これはきっと、恋じゃない。
「おいそこ、手伝えよ」
「あ、森山! 森山は館町くんとずっと同じクラスだよね?」
そこに現れたのは、シャツ一枚で腕まくりをして軍手まではめた森山先輩だった。やる気満々の森山先輩は生徒会長だ。
「タテ? まあ、そうだけど」
あだ名で呼んでるんだ。ってことは、相当仲が良いんだろうな。
「入学したてのとき、すごくなかった?」
「いや、別に」
「うそだ、菅凪くんすごかったもん」
「いや真悠先輩、森山先輩は覚えてないんですよ。興味なさそうじゃないですか」
「おい」
そう言うと、森山先輩から軽く睨まれた。全然怖くない。
「2人ともタテのことちゃんと知らないだろ。
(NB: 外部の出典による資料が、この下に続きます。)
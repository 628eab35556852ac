use chrono::{DateTime, Utc};
use rust_decimal::Decimal;
use serde::{Deserialize, Serialize};
use std::convert::TryFrom;
use tokio_postgres::Row;
use tracing::trace;

#[derive(Copy, Clone, Debug, Serialize, Deserialize, PartialEq, Eq, Hash)]
#[serde(rename_all = "snake_case")]
pub enum Venue {
    Nse,
    Bse,
    Other,
}

impl Venue {
    pub fn as_str(&self) -> &'static str {
        match self {
            Venue::Nse => "nse",
            Venue::Bse => "bse",
            Venue::Other => "other",
        }
    }

    fn quote_suffix(&self) -> &'static str {
        match self {
            Venue::Nse => ".NS",
            Venue::Bse => ".BO",
            Venue::Other => "",
        }
    }
}

impl Default for Venue {
    fn default() -> Self {
        Venue::Nse
    }
}

#[derive(Clone, Debug, Serialize, Deserialize, PartialEq)]
pub struct Instrument {
    pub symbol: String,
    pub name: String,
    #[serde(default)]
    pub venue: Venue,
    #[serde(default)]
    pub last_price: Option<Decimal>,
    #[serde(default)]
    pub last_priced_at: Option<DateTime<Utc>>,
}

impl Instrument {
    #[tracing::instrument(skip(symbol, name, venue))]
    pub fn new(symbol: String, name: String, venue: Venue) -> Self {
        trace!(%symbol, %name, ?venue, "New Instrument");
        Self {
            symbol,
            name,
            venue,
            last_price: None,
            last_priced_at: None,
        }
    }

    /// Symbol as understood by the quote provider. Symbols that already carry an
    /// exchange suffix (e.g. `TCS.NS`) are passed through untouched.
    pub fn quote_symbol(&self) -> String {
        if self.symbol.contains('.') {
            self.symbol.clone()
        } else {
            format!("{}{}", self.symbol, self.venue.quote_suffix())
        }
    }

    pub fn matches(&self, query: &str) -> bool {
        let query = query.to_lowercase();
        self.symbol.to_lowercase().contains(&query) || self.name.to_lowercase().contains(&query)
    }
}

impl TryFrom<Row> for Instrument {
    type Error = tokio_postgres::Error;
    fn try_from(row: Row) -> Result<Self, Self::Error> {
        let venue: &str = row.try_get("venue")?;
        let venue = match venue {
            "nse" => Venue::Nse,
            "bse" => Venue::Bse,
            _ => Venue::Other,
        };
        Ok(Self {
            symbol: row.try_get("symbol")?,
            name: row.try_get("name")?,
            venue,
            last_price: row.try_get("last_price")?,
            last_priced_at: row.try_get("last_priced_at")?,
        })
    }
}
あいつ、目で蹴散らしてたから」
「蹴散らす……?」
そういえば、真悠先輩もさっき出待ちを蹴散らしたって言ってたような。
館町先輩って、そんな物騒な人なの?
「でも、睨みすぎて事務所に怒られたんだってよ。ちょっとは学校の子たちにも愛想振り撒けって」
「ええ」
「それからは割と親切になったかも」
そんなことあるんだ。大変だなぁ。
「ほら、無駄話は後だ。働け!」
「はーい」
わたしと真悠先輩と声を揃えて返事した。
そこからはちゃんと入学式の準備とリハーサルを手伝った。と言っても、ほとんど席に座っていただけなんだけど。